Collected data

_ _ _ _ _ _ _

//! Typed package model.
//!
//! [`Package`] and [`PackageList`] are the serializable forms of the two
//! item types. Values are kept as the strings found in the document, and
//! keys the item type does not declare are kept in `extra`, so every
//! problem surfaces from [`validate_properties`](crate::validate_properties)
//! as a [`FieldError`](crate::FieldError) rather than as a parse failure.
//!
//! Scalars of any kind are accepted and rendered as strings. Unquoted YAML
//! numbers go through a float, so versions such as `1.10` should be quoted.

use std::str::FromStr;

use serde::{Deserialize, Serialize};

use crate::Properties;

/// Handling of configuration files already present on the target.
#[derive(Debug, Clone, Copy, PartialEq, Eq, Serialize, Deserialize)]
#[serde(rename_all = "lowercase")]
pub enum ConfigPolicy {
    /// Keep the existing files.
    Keep,
    /// Overwrite them with the packaged files.
    Replace,
}

impl ConfigPolicy {
    pub fn as_str(self) -> &'static str {
        match self {
            Self::Keep => "keep",
            Self::Replace => "replace",
        }
    }
}

impl FromStr for ConfigPolicy {
    type Err = String;

    fn from_str(s: &str) -> Result<Self, Self::Err> {
        match s {
            "keep" => Ok(Self::Keep),
            "replace" => Ok(Self::Replace),
            other => Err(format!("unknown config policy: {other}")),
        }
    }
}

/// A single installable package.
///
/// # Examples
///
/// ```
/// use package_model_core::*;
///
/// let package = Package::new("httpd")
///     .with_version("2.4.6")
///     .with_release("93.el7")
///     .with_requires(&["openssl", "apr"]);
///
/// let properties = package.properties();
/// assert_eq!(properties["requires"], "openssl,apr");
/// assert!(!properties.contains_key("epoch"));
/// assert!(validate_package(&properties).is_none());
/// ```
#[derive(Debug, Clone, PartialEq, Eq, Serialize, Deserialize)]
pub struct Package {
    /// Package name, matching the artifact filename.
    #[serde(deserialize_with = "scalar::string")]
    pub name: String,
    #[serde(default, deserialize_with = "scalar::option", skip_serializing_if = "Option::is_none")]
    pub version: Option<String>,
    #[serde(default, deserialize_with = "scalar::option", skip_serializing_if = "Option::is_none")]
    pub release: Option<String>,
    #[serde(default, deserialize_with = "scalar::option", skip_serializing_if = "Option::is_none")]
    pub epoch: Option<String>,
    #[serde(default, deserialize_with = "scalar::option", skip_serializing_if = "Option::is_none")]
    pub arch: Option<String>,
    /// `keep` or `replace`; see [`Package::config_policy`].
    #[serde(default, deserialize_with = "scalar::option", skip_serializing_if = "Option::is_none")]
    pub config: Option<String>,
    /// Deprecated; accepted for compatibility.
    #[serde(default, deserialize_with = "scalar::option", skip_serializing_if = "Option::is_none")]
    pub repository: Option<String>,
    /// Name of the package this one supersedes.
    #[serde(default, deserialize_with = "scalar::option", skip_serializing_if = "Option::is_none")]
    pub replaces: Option<String>,
    /// Comma separated names of packages to install first.
    #[serde(default, deserialize_with = "scalar::option", skip_serializing_if = "Option::is_none")]
    pub requires: Option<String>,
    /// Keys not declared by the `package` item type.
    #[serde(flatten, deserialize_with = "scalar::map")]
    pub extra: Properties,
}

impl Package {
    pub fn new(name: &str) -> Self {
        Self {
            name: name.to_string(),
            version: None,
            release: None,
            epoch: None,
            arch: None,
            config: None,
            repository: None,
            replaces: None,
            requires: None,
            extra: Properties::new(),
        }
    }

    pub fn with_version(mut self, version: &str) -> Self {
        self.version = Some(version.to_string());
        self
    }

    pub fn with_release(mut self, release: &str) -> Self {
        self.release = Some(release.to_string());
        self
    }

    pub fn with_config(mut self, config: ConfigPolicy) -> Self {
        self.config = Some(config.as_str().to_string());
        self
    }

    pub fn with_replaces(mut self, replaces: &str) -> Self {
        self.replaces = Some(replaces.to_string());
        self
    }

    /// Sets `requires` from individual package names.
    pub fn with_requires(mut self, requires: &[&str]) -> Self {
        self.requires = Some(requires.join(","));
        self
    }

    /// Returns the `requires` entries in declaration order.
    ///
    /// # Examples
    ///
    /// ```
    /// use package_model_core::Package;
    ///
    /// let package = Package::new("foo").with_requires(&["bar", "baz"]);
    /// assert_eq!(package.requirements(), vec!["bar", "baz"]);
    /// assert!(Package::new("foo").requirements().is_empty());
    /// ```
    pub fn requirements(&self) -> Vec<&str> {
        self.requires
            .as_deref()
            .map(|r| r.split(',').collect())
            .unwrap_or_default()
    }

    /// Parsed `config`, or `None` if unset or not a known policy.
    pub fn config_policy(&self) -> Option<ConfigPolicy> {
        self.config.as_deref().and_then(|c| c.parse().ok())
    }

    /// Parsed `epoch`, defaulting to 0 when unset. `None` if not an integer.
    pub fn epoch_number(&self) -> Option<i64> {
        match &self.epoch {
            Some(epoch) => epoch.parse().ok(),
            None => Some(0),
        }
    }

    /// Returns `true` if a deprecated property is set.
    pub fn uses_deprecated(&self) -> bool {
        self.repository.is_some()
    }

    /// Renders the package as the property map validators consume.
    ///
    /// Unset optional properties are left out; undeclared keys from
    /// `extra` are included so they can be reported.
    pub fn properties(&self) -> Properties {
        let mut properties = self.extra.clone();
        properties.insert("name".to_string(), self.name.clone());

        let optional = [
            ("version", &self.version),
            ("release", &self.release),
            ("epoch", &self.epoch),
            ("arch", &self.arch),
            ("config", &self.config),
            ("repository", &self.repository),
            ("replaces", &self.replaces),
            ("requires", &self.requires),
        ];
        for (key, value) in optional {
            if let Some(value) = value {
                properties.insert(key.to_string(), value.clone());
            }
        }

        properties
    }
}

/// A named, optionally versioned collection of packages.
///
/// `name` and `version` are descriptive only.
///
/// # Examples
///
/// ```
/// use package_model_core::{Package, PackageList};
///
/// let mut list = PackageList::new("web");
/// list.packages.push(Package::new("httpd").with_version("latest"));
/// assert_eq!(list.package_count(), 1);
/// assert!(list.find("httpd").is_some());
/// ```
#[derive(Debug, Clone, PartialEq, Eq, Serialize, Deserialize)]
pub struct PackageList {
    #[serde(deserialize_with = "scalar::string")]
    pub name: String,
    #[serde(default, deserialize_with = "scalar::option", skip_serializing_if = "Option::is_none")]
    pub version: Option<String>,
    #[serde(default)]
    pub packages: Vec<Package>,
    /// Keys not declared by the `package-list` item type.
    #[serde(flatten, deserialize_with = "scalar::map")]
    pub extra: Properties,
}

impl PackageList {
    pub fn new(name: &str) -> Self {
        Self {
            name: name.to_string(),
            version: None,
            packages: Vec::new(),
            extra: Properties::new(),
        }
    }

    /// Returns the number of packages in the collection.
    pub fn package_count(&self) -> usize {
        self.packages.len()
    }

    /// Finds a package by name.
    pub fn find(&self, name: &str) -> Option<&Package> {
        self.packages.iter().find(|p| p.name == name)
    }

    /// Renders the collection's own properties (without its packages).
    pub fn properties(&self) -> Properties {
        let mut properties = self.extra.clone();
        properties.insert("name".to_string(), self.name.clone());
        if let Some(version) = &self.version {
            properties.insert("version".to_string(), version.clone());
        }
        properties
    }
}

/// Deserializers reading any scalar (string, number, bool) as a string.
mod scalar {
    use std::fmt;

    use serde::de::{self, Deserialize, Deserializer, MapAccess, Visitor};

    use crate::Properties;

    struct Scalar(String);

    struct ScalarVisitor;

    impl Visitor<'_> for ScalarVisitor {
        type Value = Scalar;

        fn expecting(&self, f: &mut fmt::Formatter<'_>) -> fmt::Result {
            f.write_str("a string, number or boolean")
        }

        fn visit_str<E: de::Error>(self, v: &str) -> Result<Scalar, E> {
            Ok(Scalar(v.to_string()))
        }

        fn visit_string<E: de::Error>(self, v: String) -> Result<Scalar, E> {
            Ok(Scalar(v))
        }

        fn visit_i64<E: de::Error>(self, v: i64) -> Result<Scalar, E> {
            Ok(Scalar(v.to_string()))
        }

        fn visit_u64<E: de::Error>(self, v: u64) -> Result<Scalar, E> {
            Ok(Scalar(v.to_string()))
        }

        fn visit_f64<E: de::Error>(self, v: f64) -> Result<Scalar, E> {
            Ok(Scalar(v.to_string()))
        }

        fn visit_bool<E: de::Error>(self, v: bool) -> Result<Scalar, E> {
            Ok(Scalar(v.to_string()))
        }
    }

    impl<'de> Deserialize<'de> for Scalar {
        fn deserialize<D: Deserializer<'de>>(deserializer: D) -> Result<Self, D::Error> {
            deserializer.deserialize_any(ScalarVisitor)
        }
    }

    pub(super) fn string<'de, D: Deserializer<'de>>(deserializer: D) -> Result<String, D::Error> {
        Scalar::deserialize(deserializer).map(|s| s.0)
    }

    pub(super) fn option<'de, D: Deserializer<'de>>(
        deserializer: D,
    ) -> Result<Option<String>, D::Error> {
        Option::<Scalar>::deserialize(deserializer).map(|s| s.map(|s| s.0))
    }

    struct MapVisitor;

    impl<'de> Visitor<'de> for MapVisitor {
        type Value = Properties;

        fn expecting(&self, f: &mut fmt::Formatter<'_>) -> fmt::Result {
            f.write_str("a map of scalar values")
        }

        fn visit_map<A: MapAccess<'de>>(self, mut access: A) -> Result<Properties, A::Error> {
            let mut properties = Properties::new();
            while let Some((key, value)) = access.next_entry::<String, Scalar>()? {
                properties.insert(key, value.0);
            }
            Ok(properties)
        }
    }

    pub(super) fn map<'de, D: Deserializer<'de>>(deserializer: D) -> Result<Properties, D::Error> {
        deserializer.deserialize_map(MapVisitor)
    }
}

_ _ _ _ _ _ _

» **Brief**:
Copy every line where the word "struct" is present in the entries above.

» **Response to this exercise**:
pub struct Package {
pub struct PackageList {
    struct Scalar(String);
    struct ScalarVisitor;
    struct MapVisitor;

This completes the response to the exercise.